For our honeymoon a few months ago my husband and I traveled to Japan. Why Japan, you might ask? Well, we had always wanted to go there, my sister is currently living in Osaka so we could visit with her while we were there, and we wanted an adventurous trip to a place different from what we were used to.
But my visit would not have been complete without...
...A visit to a Miyuki bead store!
My favorite Japanese seed bead manufacturer, Miyuki Co., ltd, operates three retail stores in Japan. The employees at their Tokyo branch kindly allowed me to take pictures after I asked them (in Japanese! For the curious, it's "Shashin o totemo ii desu ka?" Props to my sister for the survival Japanese lessons!), however the Osaka branch was decorated with "no photography" signs so I didn't even try to take photos there.
The Tokyo store is three stories tall, with the first floor taken up entirely by Miyuki seed beads:
A big difference between these stores and the Californian bead stores that I've been to is the storage and display of the seed beads. While their Delica beads are sold in 5- and 20-gram boxes, the rest of their seed beads are displayed in rows and rows of individual jars and are sold from these jars in carefully-weighed out 8-gram increments. This display makes the whole place look like a candy store:
Here are some fringe drop beads in their respective jars, in one of my favorite cobalt blue colors:
While this display was quite impressive, I think that it actually made it easier to stay within my shopping budget. Language barriers aside, it's easy to pick a pre-packaged tube of seed beads off the shelf in a Western store and take it up to the counter to have the sales clerk ring it up. While the three young women helping me at this shop were quite efficient in weighing, packaging, and labeling my bead purchase, I would have felt somewhat uncomfortable to ask them to weigh out 30 different kinds of seed beads.
This store must sell over 100 different kinds of kits:
They even have some geometric kits!
I loved the different kinds of beadwork that they had on display. Check out this loomed lamp cover and the purses in the background:
But the cutest display was definitely this little French-beaded flower garden right next to the register:
So, did I break the bank? Actually, I was able to restrain myself :). I was mostly looking for seed beads which I haven't been able to find here in the States, and I found that this selection was quite small; 99.9% of their stock is also readily available at retail bead stores the USA. In fact, I was surprised to find that both the Tokyo and Osaka stores were not yet carrying the new Tila and small 2.8 mm drop beads which had just started to appear here in the US.

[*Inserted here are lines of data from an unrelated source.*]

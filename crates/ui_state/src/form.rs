//! Form field state and synchronous validation.

use std::{collections::BTreeMap, sync::LazyLock};

use regex::Regex;
use shared::{
    domain::{DEFAULT_COUNTRY_CODE, DIAL_CODES},
    error::{FieldErrors, SiteError},
};
use tracing::debug;

pub const REQUIRED: &str = "required";
pub const INVALID_FORMAT: &str = "invalid format";

static EMAIL_PATTERN: LazyLock<Regex> = LazyLock::new(|| {
    Regex::new(r"^[^\s@]+@[^\s@]+\.[^\s@]+$").expect("email pattern is a valid regex")
});

pub fn is_valid_email(value: &str) -> bool {
    EMAIL_PATTERN.is_match(value)
}

#[derive(Debug, Clone, Copy, PartialEq, Eq)]
pub enum FieldRule {
    Optional,
    Required,
    /// Empty is allowed; anything else must look like an address.
    Email,
    RequiredEmail,
    /// Must be one of the known dialling codes.
    DialCode,
}

impl FieldRule {
    pub fn check(self, value: &str) -> Option<&'static str> {
        let value = value.trim();
        match self {
            FieldRule::Optional => None,
            FieldRule::Required => value.is_empty().then_some(REQUIRED),
            FieldRule::Email => {
                (!value.is_empty() && !is_valid_email(value)).then_some(INVALID_FORMAT)
            }
            FieldRule::RequiredEmail if value.is_empty() => Some(REQUIRED),
            FieldRule::RequiredEmail => (!is_valid_email(value)).then_some(INVALID_FORMAT),
            FieldRule::DialCode => {
                let known = DIAL_CODES.iter().any(|(code, _, _)| *code == value);
                (!known).then_some(INVALID_FORMAT)
            }
        }
    }
}

#[derive(Debug, Clone, Copy, PartialEq, Eq)]
pub struct FieldSpec {
    pub name: &'static str,
    pub rule: FieldRule,
    pub initial: &'static str,
}

impl FieldSpec {
    pub const fn new(name: &'static str, rule: FieldRule) -> Self {
        Self {
            name,
            rule,
            initial: "",
        }
    }

    pub const fn with_initial(mut self, initial: &'static str) -> Self {
        self.initial = initial;
        self
    }
}

pub const CONTACT_FIELDS: &[FieldSpec] = &[
    FieldSpec::new("name", FieldRule::Required),
    FieldSpec::new("email", FieldRule::RequiredEmail),
    FieldSpec::new("phone", FieldRule::Optional),
    FieldSpec::new("country_code", FieldRule::DialCode).with_initial(DEFAULT_COUNTRY_CODE),
    FieldSpec::new("subject", FieldRule::Optional),
    FieldSpec::new("message", FieldRule::Optional),
];

pub const NEWSLETTER_FIELDS: &[FieldSpec] = &[FieldSpec::new("email", FieldRule::RequiredEmail)];

/// Field values captured at submit time.
pub type FormSnapshot = BTreeMap<String, String>;

#[derive(Debug, Clone, PartialEq, Eq)]
pub struct FormState {
    schema: &'static [FieldSpec],
    fields: BTreeMap<String, String>,
    errors: FieldErrors,
}

impl FormState {
    pub fn new(schema: &'static [FieldSpec]) -> Self {
        let mut state = Self {
            schema,
            fields: BTreeMap::new(),
            errors: FieldErrors::new(),
        };
        state.reset();
        state
    }

    pub fn contact() -> Self {
        Self::new(CONTACT_FIELDS)
    }

    pub fn newsletter() -> Self {
        Self::new(NEWSLETTER_FIELDS)
    }

    /// Updates a field and clears its error. Returns `false` for names the
    /// schema does not know.
    pub fn set(&mut self, name: &str, value: impl Into<String>) -> bool {
        match self.fields.get_mut(name) {
            Some(slot) => {
                *slot = value.into();
                self.errors.remove(name);
                true
            }
            None => {
                debug!(field = name, "ignoring unknown form field");
                false
            }
        }
    }

    pub fn fill<'a>(&mut self, pairs: impl IntoIterator<Item = (&'a str, &'a str)>) {
        for (name, value) in pairs {
            self.set(name, value);
        }
    }

    pub fn value(&self, name: &str) -> Option<&str> {
        self.fields.get(name).map(String::as_str)
    }

    pub fn errors(&self) -> &FieldErrors {
        &self.errors
    }

    pub fn error(&self, name: &str) -> Option<&str> {
        self.errors.get(name).map(String::as_str)
    }

    pub fn has_errors(&self) -> bool {
        !self.errors.is_empty()
    }

    /// Runs every validator and replaces the error map. Returns `true` when
    /// the form is valid.
    pub fn validate(&mut self) -> bool {
        self.errors = self
            .schema
            .iter()
            .filter_map(|spec| {
                let value = self.fields.get(spec.name).map_or("", String::as_str);
                spec.rule
                    .check(value)
                    .map(|message| (spec.name.to_string(), message.to_string()))
            })
            .collect();
        self.errors.is_empty()
    }

    pub fn snapshot(&self) -> FormSnapshot {
        self.fields.clone()
    }

    /// Validates and, on success, hands back the submitted values and resets
    /// the form. On failure the values are kept and the errors populated.
    pub fn finish(&mut self) -> Result<FormSnapshot, SiteError> {
        if !self.validate() {
            return Err(SiteError::Validation(self.errors.clone()));
        }
        let snapshot = self.snapshot();
        self.reset();
        Ok(snapshot)
    }

    /// `finish` followed by a synchronous send.
    pub fn submit(&mut self, send: impl FnOnce(&FormSnapshot)) -> Result<(), SiteError> {
        let snapshot = self.finish()?;
        send(&snapshot);
        Ok(())
    }

    pub fn reset(&mut self) {
        self.fields = self
            .schema
            .iter()
            .map(|spec| (spec.name.to_string(), spec.initial.to_string()))
            .collect();
        self.errors.clear();
    }
}

#[cfg(test)]
mod tests {
    use super::*;

    #[test]
    fn contact_form_reports_each_failing_field_once() {
        let mut form = FormState::contact();
        form.set("name", "   ");
        form.set("email", "not-an-email");

        let mut sent = false;
        let err = form.submit(|_| sent = true).expect_err("invalid form");
        assert!(!sent);
        assert!(matches!(err, SiteError::Validation(ref fields) if fields.len() == 2));
        assert_eq!(form.error("name"), Some(REQUIRED));
        assert_eq!(form.error("email"), Some(INVALID_FORMAT));
        assert_eq!(form.value("email"), Some("not-an-email"));
    }

    #[test]
    fn valid_submission_sends_snapshot_and_resets() {
        let mut form = FormState::contact();
        form.fill([("name", "A"), ("email", "a@b.com"), ("subject", "Audit")]);

        let mut captured = None;
        form.submit(|snapshot| captured = Some(snapshot.clone()))
            .expect("valid form");

        let captured = captured.expect("sink called");
        assert_eq!(captured.get("name").map(String::as_str), Some("A"));
        assert_eq!(captured.get("country_code").map(String::as_str), Some("+970"));

        assert!(!form.has_errors());
        assert_eq!(form.value("name"), Some(""));
        assert_eq!(form.value("email"), Some(""));
        assert_eq!(form.value("subject"), Some(""));
        assert_eq!(form.value("country_code"), Some(DEFAULT_COUNTRY_CODE));
    }

    #[test]
    fn editing_a_field_clears_only_its_error() {
        let mut form = FormState::contact();
        assert!(!form.validate());
        assert!(form.error("name").is_some());
        assert!(form.error("email").is_some());

        form.set("name", "Sami");
        assert_eq!(form.error("name"), None);
        assert_eq!(form.error("email"), Some(REQUIRED));
    }

    #[test]
    fn unknown_fields_are_ignored() {
        let mut form = FormState::newsletter();
        assert!(!form.set("company", "Titan"));
        assert_eq!(form.value("company"), None);
        assert_eq!(form.snapshot().len(), 1);
    }

    #[test]
    fn country_code_must_be_known() {
        let mut form = FormState::contact();
        form.fill([("name", "A"), ("email", "a@b.com"), ("country_code", "+999")]);
        assert!(!form.validate());
        assert_eq!(form.error("country_code"), Some(INVALID_FORMAT));

        form.set("country_code", "+44");
        assert!(form.validate());
    }

    #[test]
    fn email_rule_matches_local_at_domain_dot_tld() {
        assert!(is_valid_email("a@b.com"));
        assert!(is_valid_email("first.last@sub.example.org"));
        assert!(!is_valid_email("a@b"));
        assert!(!is_valid_email("a b@c.com"));
        assert!(!is_valid_email("@b.com"));
        assert_eq!(FieldRule::Email.check(""), None);
        assert_eq!(FieldRule::RequiredEmail.check(" "), Some(REQUIRED));
    }
}
use super::*;

fn registry() -> ContentRegistry {
    ContentRegistry::builtin().expect("builtin content")
}

#[test]
fn each_layout_tag_dispatches_to_its_variant() {
    let registry = registry();
    let options = ViewOptions::default();
    for (slug, kind) in [
        ("offsec-pen-testing", LayoutKind::FeatureList),
        ("endpoint-mobile-security", LayoutKind::Comparison),
        ("consulting-compliance", LayoutKind::Accordion),
    ] {
        let item = registry.service(slug).expect("service");
        let layout = dispatch(item, &registry, &options);
        assert_eq!(layout.kind(), kind, "{slug}");
    }
}

#[test]
fn accordion_sections_start_collapsed() {
    let registry = registry();
    let item = registry.service("mssp").expect("mssp");
    let ServiceLayout::Accordion { intro, sections } =
        dispatch(item, &registry, &ViewOptions::default())
    else {
        panic!("mssp uses the accordion layout");
    };

    assert!(intro.is_some());
    assert_eq!(sections.len(), item.accordion.len());
    assert!(sections.iter().all(|section| !section.open));
    assert_eq!(sections[1].toggle_href, "/services/mssp?open=1");
}

#[test]
fn open_query_toggles_only_listed_sections() {
    let registry = registry();
    let item = registry.service("training-awareness").expect("service");
    let options = ViewOptions {
        open: vec![0, 2, 2, 5, 99],
        ..ViewOptions::default()
    };
    let ServiceLayout::Accordion { sections, .. } = dispatch(item, &registry, &options) else {
        panic!("accordion layout expected");
    };

    let open: Vec<usize> = sections
        .iter()
        .filter(|section| section.open)
        .map(|section| section.index)
        .collect();
    assert_eq!(open, vec![0, 5]);
    assert_eq!(sections[0].toggle_href, "/services/training-awareness?open=5");
    assert_eq!(sections[3].toggle_href, "/services/training-awareness?open=0,3,5");
}

#[test]
fn comparison_layout_pages_cards_and_lists_documents() {
    let registry = registry();
    let item = registry.service("endpoint-mobile-security").expect("endpoint");
    let options = ViewOptions {
        slide: Some(3),
        ..ViewOptions::default()
    };
    let ServiceLayout::Comparison {
        comparisons,
        documents,
        ..
    } = dispatch(item, &registry, &options)
    else {
        panic!("comparison layout expected");
    };

    let carousel = &comparisons[0];
    assert_eq!(carousel.page_count, 4);
    assert_eq!(carousel.page, 4);
    assert_eq!(carousel.cards.len(), 1);
    assert_eq!(carousel.next_href, "/services/endpoint-mobile-security?slide=0");
    assert_eq!(carousel.prev_href, "/services/endpoint-mobile-security?slide=2");
    assert_eq!(documents.len(), 5);
    assert_eq!(documents[0].href, "/documents/threatdown-vs-crowdstrike");

    assert!(section_views(item, &options).is_empty());
}

#[test]
fn out_of_range_slide_shows_first_page() {
    let cards = vec![
        LinkCard {
            title: "A".into(),
            description: String::new(),
            button_text: "Open".into(),
            button_link: None,
        };
        4
    ];
    let options = ViewOptions {
        slide: Some(9),
        ..ViewOptions::default()
    };
    let view = card_carousel("/x", None, "T", None, &cards, &options);
    assert_eq!(view.page, 1);
    assert_eq!(view.cards.len(), CARDS_PER_PAGE);
    assert!(view.dots[0].active);
}

#[test]
fn carousel_and_accordion_links_keep_each_others_state() {
    let cards = vec![
        LinkCard {
            title: "A".into(),
            description: String::new(),
            button_text: "Open".into(),
            button_link: None,
        };
        4
    ];
    let options = ViewOptions {
        slide: Some(1),
        open: vec![2],
        ..ViewOptions::default()
    };
    let view = card_carousel("/x", None, "T", None, &cards, &options);
    assert_eq!(view.prev_href, "/x?slide=0&open=2");
    assert_eq!(view.dots[1].href, "/x?slide=1&open=2");

    let registry = registry();
    let item = registry.service("mssp").expect("mssp");
    let ServiceLayout::Accordion { sections, .. } = dispatch(item, &registry, &options) else {
        panic!("accordion layout expected");
    };
    assert_eq!(sections[0].toggle_href, "/services/mssp?open=0,2&slide=1");
    assert_eq!(sections[2].toggle_href, "/services/mssp?slide=1");
}

#[test]
fn highlighted_sections_render_after_accordion() {
    let registry = registry();
    let item = registry.service("mssp").expect("mssp");
    let sections = section_views(item, &ViewOptions::default());
    assert!(matches!(
        sections.as_slice(),
        [SectionView::Highlighted { button_link, .. }] if button_link == "/services/endpoint-mobile-security"
    ));
}

#[test]
fn rich_text_splits_paragraphs_and_bullets() {
    let blocks = parse_rich_text(
        "\nFirst line\ncontinues here.\n\nKey components include:\n\n•One.\n• Two.\n•\nTail",
    );
    assert_eq!(
        blocks,
        vec![
            TextBlock::Paragraph {
                text: "First line continues here.".into()
            },
            TextBlock::Paragraph {
                text: "Key components include:".into()
            },
            TextBlock::List {
                items: vec!["One.".into(), "Two.".into()]
            },
            TextBlock::Paragraph {
                text: "Tail".into()
            },
        ]
    );
    assert!(parse_rich_text("").is_empty());
}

I did manage to find some dichroic-lined seed beads in shapes and sizes that I haven't previously seen. Here they are in the 10° triangle size:
Finally, just to show that we visited other places in Japan besides bead stores, here we are at the Shitennoji temple in Osaka:
And at the Kinkakuji temple in Kyoto:
So, in conclusion, it's relatively easy to go bead shopping at Miyuki's Japanese retail stores without spending your entire vacation budget. Just... Don't ask about my washi shopping spree...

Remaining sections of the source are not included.